Some crave in-person meetings again, some don’t
Sales centres aren’t immune to the debate over whether working remotely versus working in an office is better.
Rick Haws, president and co-founder of SaleFish — a global software solutions firm for residential real estate developers and builders — agrees that companies had already adapted their strategies ahead of the latest round of restrictions. Consumers have also adjusted to the new way of buying pre-construction homes, with the majority of purchasers now preferring digital options to the sales centre, even when presentation offices are open.
After restrictions were lifted the first time around, 75 per cent of purchasers opted for online appointments versus in-person options when given the choice, according to SaleFish. Prior to the pandemic, Haws explains that lineups outside of sales offices were huge. With the use of technology, purchasers now have a better opportunity to buy a unit without leaving the comfort and safety of home.

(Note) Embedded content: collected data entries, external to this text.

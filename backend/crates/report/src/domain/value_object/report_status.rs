//! Report Status Value Objects
//!
//! Lifecycle of a report:
//!
//! ```text
//! PENDING ──► APPROVED ──► RESOLVED
//!    │
//!    └──────► REJECTED
//! ```
//!
//! REJECTED and RESOLVED are terminal. Removal by the owner is not a
//! status change and is allowed from any state.

use serde::{Deserialize, Serialize};
use std::fmt;

// ============================================================================
// ReportStatus
// ============================================================================

/// Moderation status of a report
#[derive(Debug, Clone, Copy, PartialEq, Eq, Hash, Default, Serialize, Deserialize)]
#[serde(rename_all = "SCREAMING_SNAKE_CASE")]
pub enum ReportStatus {
    /// Awaiting moderation; visible to the owner and admins only
    #[default]
    Pending,

    /// Accepted by a moderator; shown in the public feed
    Approved,

    /// Refused by a moderator, optionally with a reason
    Rejected,

    /// Approved and later marked as dealt with; still public
    Resolved,
}

impl ReportStatus {
    pub const ALL: [ReportStatus; 4] = [
        Self::Pending,
        Self::Approved,
        Self::Rejected,
        Self::Resolved,
    ];

    /// Get string code for storage and the API
    #[inline]
    pub const fn code(&self) -> &'static str {
        match self {
            Self::Pending => "PENDING",
            Self::Approved => "APPROVED",
            Self::Rejected => "REJECTED",
            Self::Resolved => "RESOLVED",
        }
    }

    /// Create from string code
    #[inline]
    pub fn from_code(code: &str) -> Option<Self> {
        match code {
            "PENDING" => Some(Self::Pending),
            "APPROVED" => Some(Self::Approved),
            "REJECTED" => Some(Self::Rejected),
            "RESOLVED" => Some(Self::Resolved),
            _ => None,
        }
    }

    /// Position in the admin panel, lowest first
    #[inline]
    pub const fn admin_rank(&self) -> u8 {
        match self {
            Self::Pending => 0,
            Self::Approved => 1,
            Self::Resolved => 2,
            Self::Rejected => 3,
        }
    }

    /// Shown in the public feed
    #[inline]
    pub const fn is_public(&self) -> bool {
        matches!(self, Self::Approved | Self::Resolved)
    }

    /// Check if this is a terminal state (cannot transition out)
    #[inline]
    pub const fn is_terminal(&self) -> bool {
        matches!(self, Self::Rejected | Self::Resolved)
    }

    /// Whether a moderator may move a report from `self` to `next`
    #[inline]
    pub const fn can_transition_to(&self, next: ReportStatus) -> bool {
        matches!(
            (self, next),
            (Self::Pending, Self::Approved)
                | (Self::Pending, Self::Rejected)
                | (Self::Approved, Self::Resolved)
        )
    }

    /// Statuses a write of `self` may land on. Racing moderation
    /// decisions overwrite each other; nothing leaves RESOLVED, and only
    /// an APPROVED report becomes RESOLVED.
    pub fn write_guard(&self) -> &'static [ReportStatus] {
        const MODERATED: &[ReportStatus] = &[
            ReportStatus::Pending,
            ReportStatus::Approved,
            ReportStatus::Rejected,
        ];
        const RESOLVABLE: &[ReportStatus] = &[ReportStatus::Approved];

        match self {
            Self::Approved | Self::Rejected => MODERATED,
            Self::Resolved => RESOLVABLE,
            Self::Pending => &[],
        }
    }
}

impl fmt::Display for ReportStatus {
    fn fmt(&self, f: &mut fmt::Formatter<'_>) -> fmt::Result {
        f.write_str(self.code())
    }
}

// ============================================================================
// ModerationDecision
// ============================================================================

/// Outcome an admin may pick for a pending report
#[derive(Debug, Clone, Copy, PartialEq, Eq)]
pub enum ModerationDecision {
    Approve,
    Reject,
}

impl ModerationDecision {
    /// Accepts the target status code, `APPROVED` or `REJECTED`
    pub fn from_code(code: &str) -> Option<Self> {
        match ReportStatus::from_code(code.trim())? {
            ReportStatus::Approved => Some(Self::Approve),
            ReportStatus::Rejected => Some(Self::Reject),
            _ => None,
        }
    }

    pub const fn target(&self) -> ReportStatus {
        match self {
            Self::Approve => ReportStatus::Approved,
            Self::Reject => ReportStatus::Rejected,
        }
    }
}

#[cfg(test)]
mod tests {
    use super::*;

    #[test]
    fn test_write_guard() {
        assert_eq!(
            ReportStatus::Resolved.write_guard().to_vec(),
            vec![ReportStatus::Approved]
        );
        assert!(!ReportStatus::Approved
            .write_guard()
            .contains(&ReportStatus::Resolved));
        assert!(ReportStatus::Rejected
            .write_guard()
            .contains(&ReportStatus::Approved));
        assert!(ReportStatus::Pending.write_guard().is_empty());
    }

    #[test]
    fn test_code_roundtrip() {
        for status in ReportStatus::ALL {
            assert_eq!(ReportStatus::from_code(status.code()), Some(status));
        }
        assert_eq!(ReportStatus::from_code("pending"), None);
    }

    #[test]
    fn test_transitions() {
        use ReportStatus::*;

        let allowed = [(Pending, Approved), (Pending, Rejected), (Approved, Resolved)];
        for from in ReportStatus::ALL {
            for to in ReportStatus::ALL {
                assert_eq!(
                    from.can_transition_to(to),
                    allowed.contains(&(from, to)),
                    "{from} -> {to}"
                );
            }
        }
    }

    #[test]
    fn test_admin_rank_is_not_alphabetical() {
        let mut statuses = ReportStatus::ALL.to_vec();
        statuses.sort_by_key(|s| s.admin_rank());
        assert_eq!(
            statuses,
            vec![
                ReportStatus::Pending,
                ReportStatus::Approved,
                ReportStatus::Resolved,
                ReportStatus::Rejected,
            ]
        );
    }

    #[test]
    fn test_public_statuses() {
        assert!(ReportStatus::Approved.is_public());
        assert!(ReportStatus::Resolved.is_public());
        assert!(!ReportStatus::Pending.is_public());
        assert!(!ReportStatus::Rejected.is_public());
    }

    #[test]
    fn test_decision_only_accepts_moderation_targets() {
        assert_eq!(
            ModerationDecision::from_code("APPROVED"),
            Some(ModerationDecision::Approve)
        );
        assert_eq!(
            ModerationDecision::from_code(" REJECTED "),
            Some(ModerationDecision::Reject)
        );
        assert_eq!(ModerationDecision::from_code("RESOLVED"), None);
        assert_eq!(ModerationDecision::from_code("PENDING"), None);
        assert_eq!(ModerationDecision::from_code("nope"), None);
    }

    #[test]
    fn test_serde_uses_codes() {
        let json = serde_json::to_string(&ReportStatus::Resolved).unwrap();
        assert_eq!(json, "\"RESOLVED\"");
    }
}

“[I] think even moving forward, once we get back to being able to have people in sales offices more regularly, now that the tools are in place and that people are so used to using them, I think it’s going to be something that is going to be used more regularly just as usual, as opposed to it being as a necessity, because it’s convenient for people,” said Haws.
On the flip side, Haws anticipates that once sales teams have the opportunity to go back to one-on-one meetings again, they will gravitate towards this option as they are most comfortable with this scenario. However, Haws says that the customer will ultimately determine what the interaction between sales and consumers will be, whether that’s a one-on-one experience or a hybrid of in-person and virtual meetings.

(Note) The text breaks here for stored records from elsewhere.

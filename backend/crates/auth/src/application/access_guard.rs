//! Access Guard
//!
//! Request gates composed by the presentation middleware: authenticated,
//! admin, terms accepted.

use std::sync::Arc;

use kernel::principal::Principal;

use crate::application::config::AuthConfig;
use crate::domain::repository::UserRepository;
use crate::error::{AuthError, AuthResult};

pub fn require_admin(principal: &Principal) -> AuthResult<()> {
    if principal.is_admin {
        Ok(())
    } else {
        Err(AuthError::AdminRequired)
    }
}

#[derive(Debug, Clone, Copy, PartialEq, Eq)]
pub enum TermsDecision {
    Allow,
    RedirectToTerms,
}

pub struct TermsGate<U>
where
    U: UserRepository,
{
    user_repo: Arc<U>,
    config: Arc<AuthConfig>,
}

impl<U> TermsGate<U>
where
    U: UserRepository,
{
    pub fn new(user_repo: Arc<U>, config: Arc<AuthConfig>) -> Self {
        Self { user_repo, config }
    }

    /// Whether `path` belongs to the terms flow and is never gated
    pub fn is_exempt(&self, path: &str) -> bool {
        path.starts_with(self.config.terms_path.as_str())
    }

    /// Looks the acceptance up on every call. A user with no row is let
    /// through; a failed lookup too when `terms_fail_open` is set.
    pub async fn check(&self, principal: &Principal) -> AuthResult<TermsDecision> {
        match self
            .user_repo
            .find_terms_accepted_at(principal.user_id)
            .await
        {
            Ok(Some(Some(_))) => Ok(TermsDecision::Allow),
            Ok(Some(None)) => Ok(TermsDecision::RedirectToTerms),
            Ok(None) => {
                tracing::debug!(user_id = %principal.user_id, "No user row for terms check");
                Ok(TermsDecision::Allow)
            }
            Err(e) if self.config.terms_fail_open => {
                tracing::warn!(
                    user_id = %principal.user_id,
                    error = %e,
                    "Terms lookup failed, letting request through"
                );
                Ok(TermsDecision::Allow)
            }
            Err(e) => Err(e),
        }
    }
}
//! Presentation Layer
//!
//! HTTP handlers, DTOs, and routers.

pub mod dto;
pub mod handlers;
pub mod router;

pub use router::{admin_router, report_router};
//! Local Disk Attachment Storage
//!
//! Files land in one shared directory under names built from the form
//! field, the current time in milliseconds and a random number, so
//! concurrent uploads never collide.

use std::io::ErrorKind;
use std::path::{Path, PathBuf};

use chrono::Utc;
use rand::Rng;

use crate::domain::capability::{FileStorage, Upload};
use crate::domain::value_object::attachments::basename;
use crate::error::ReportResult;

const MAX_EXTENSION_CHARS: usize = 8;

#[derive(Debug, Clone)]
pub struct DiskStorage {
    dir: PathBuf,
}

impl DiskStorage {
    pub fn new(dir: impl Into<PathBuf>) -> Self {
        Self { dir: dir.into() }
    }

    pub fn dir(&self) -> &Path {
        &self.dir
    }

    /// Create the upload directory if needed
    pub async fn ensure_dir(&self) -> std::io::Result<()> {
        tokio::fs::create_dir_all(&self.dir).await
    }

    /// `<field>-<millis>-<random><.ext>`
    fn file_name_for(upload: &Upload) -> String {
        let field: String = upload
            .field_name
            .chars()
            .filter(|c| c.is_ascii_alphanumeric() || *c == '_')
            .collect();
        let field = if field.is_empty() {
            "file".to_string()
        } else {
            field
        };

        let suffix: u32 = rand::rng().random_range(0..1_000_000_000);

        format!(
            "{field}-{}-{suffix}{}",
            Utc::now().timestamp_millis(),
            extension_of(upload.file_name.as_deref())
        )
    }
}

/// Lowercased `.ext` of the client file name, or nothing if it looks odd
fn extension_of(file_name: Option<&str>) -> String {
    let ext = file_name
        .and_then(|name| Path::new(name).extension())
        .and_then(|ext| ext.to_str())
        .filter(|ext| {
            !ext.is_empty()
                && ext.len() <= MAX_EXTENSION_CHARS
                && ext.chars().all(|c| c.is_ascii_alphanumeric())
        });

    match ext {
        Some(ext) => format!(".{}", ext.to_ascii_lowercase()),
        None => String::new(),
    }
}

impl FileStorage for DiskStorage {
    async fn store(&self, upload: &Upload) -> ReportResult<String> {
        let name = Self::file_name_for(upload);
        tokio::fs::write(self.dir.join(&name), &upload.bytes).await?;

        tracing::debug!(file = %name, bytes = upload.bytes.len(), "Attachment stored");
        Ok(name)
    }

    async fn delete(&self, file_name: &str) -> ReportResult<()> {
        let Some(name) = basename(file_name) else {
            tracing::warn!(file = %file_name, "Refusing to delete a file without a base name");
            return Ok(());
        };

        match tokio::fs::remove_file(self.dir.join(name)).await {
            Ok(()) => Ok(()),
            Err(e) if e.kind() == ErrorKind::NotFound => Ok(()),
            Err(e) => Err(e.into()),
        }
    }
}
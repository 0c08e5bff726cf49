//! Status Notification Content
//!
//! Builds the mail a submitter receives when a moderator changes the
//! status of their report.

use platform::mail::escape_html;

use crate::domain::capability::StatusNotice;
use crate::domain::value_object::report_status::ReportStatus;

/// Reason shown when a report was rejected without one
pub const DEFAULT_REJECTION_REASON: &str = "Violation of the Terms of Use.";

/// Subject and HTML body for a status notice
pub fn status_mail(notice: &StatusNotice, brand: &str) -> (String, String) {
    let subject = format!("[{brand}] Update: report {}", notice.status);
    let title = escape_html(&notice.title);

    let mut html = match notice.status {
        ReportStatus::Approved => format!(
            "<h2>Your report was approved!</h2>\
             <p>The report <strong>\"{title}\"</strong> is now visible in the public feed.</p>\
             <p>Thank you for helping your community.</p>"
        ),
        ReportStatus::Rejected => {
            let reason = notice
                .reason
                .as_deref()
                .filter(|r| !r.trim().is_empty())
                .unwrap_or(DEFAULT_REJECTION_REASON);
            format!(
                "<h2>Status update</h2>\
                 <p>The report <strong>\"{title}\"</strong> was rejected.</p>\
                 <p><strong>Reason:</strong> {}</p>",
                escape_html(reason)
            )
        }
        ReportStatus::Resolved => format!(
            "<h2 style=\"color:green;\">Problem solved!</h2>\
             <p>The report <strong>\"{title}\"</strong> was marked as resolved.</p>"
        ),
        ReportStatus::Pending => format!(
            "<p>The status of the report \"{title}\" changed to: {}.</p>",
            notice.status
        ),
    };

    html.push_str(&format!(
        "<br><p><em>Kind regards,<br>The {} team.</em></p>",
        escape_html(brand)
    ));

    (subject, html)
}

“Salespeople are going to want to build those relationships with those people. Real estate is not a commodity. It’s not like you just go out and buy it and you’re done with it. Purchasing real estate is an experience. It’s a transaction that takes up to two years sometimes,” said Haws.

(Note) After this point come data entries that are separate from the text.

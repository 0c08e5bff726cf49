//! Logout Use Case
//!
//! Deletes the server-side session behind a cookie token.

use std::sync::Arc;

use crate::application::{config::AuthConfig, session_token};
use crate::domain::repository::SessionRepository;
use crate::error::AuthResult;

pub struct LogoutUseCase<S>
where
    S: SessionRepository,
{
    session_repo: Arc<S>,
    config: Arc<AuthConfig>,
}

impl<S> LogoutUseCase<S>
where
    S: SessionRepository,
{
    pub fn new(session_repo: Arc<S>, config: Arc<AuthConfig>) -> Self {
        Self {
            session_repo,
            config,
        }
    }

    pub async fn execute(&self, session_token: &str) -> AuthResult<()> {
        let session_id = session_token::verify(&self.config.session_secret, session_token)?;
        self.session_repo.delete(session_id).await?;

        tracing::info!(session_id = %session_id, "User logged out");
        Ok(())
    }
}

“And so building that relationship between the salesperson and the purchaser is important because that’s not something that just comes and goes,” he added.
Smaller, temporary spaces potentially the future of sales centres
With sales software and virtual meetings the norm for new construction projects now, it calls into question the future of sales centres.
While developers may still prefer to use and create a physical space to meet clients in person, these environments have been scaled down compared to pre-pandemic, million-dollar presentation centres. Ng notes that some developers have been opting for smaller, pop-up-style sales offices, like the one CentreCourt ran inside Yorkdale Mall for WestLine Condos. Before COVID-19, developers would use the full completion of their sales office to initiate a project launch, said Ng, but this process is also changing.
“Developers are being less reliant on having a physical sales office to sell or to launch,” said Ng. “When we’re ready to go to launch, whether we have a sales office built or it’s finished, we can still sell and get to a fair amount of sales before we open the sales office.”
Ng explains once presentation centres are open again, a handful of purchasers in the later phases of the sales cycle will want to visit the office, perhaps as a final signing destination for contracts or to view unit finishes. However, in the discovery and inquiry stages of researching a new project, digital tools will continue to have an important role to play.
“Collectively we can all agree it’s hard to recreate those tangible moments of face-to-face interaction virtually, like being able to go into a sales centre to see, touch and feel everything,” said Brown. “At the end of the day though, I look forward to shaking people’s hands once again and the odd hug here and there too.”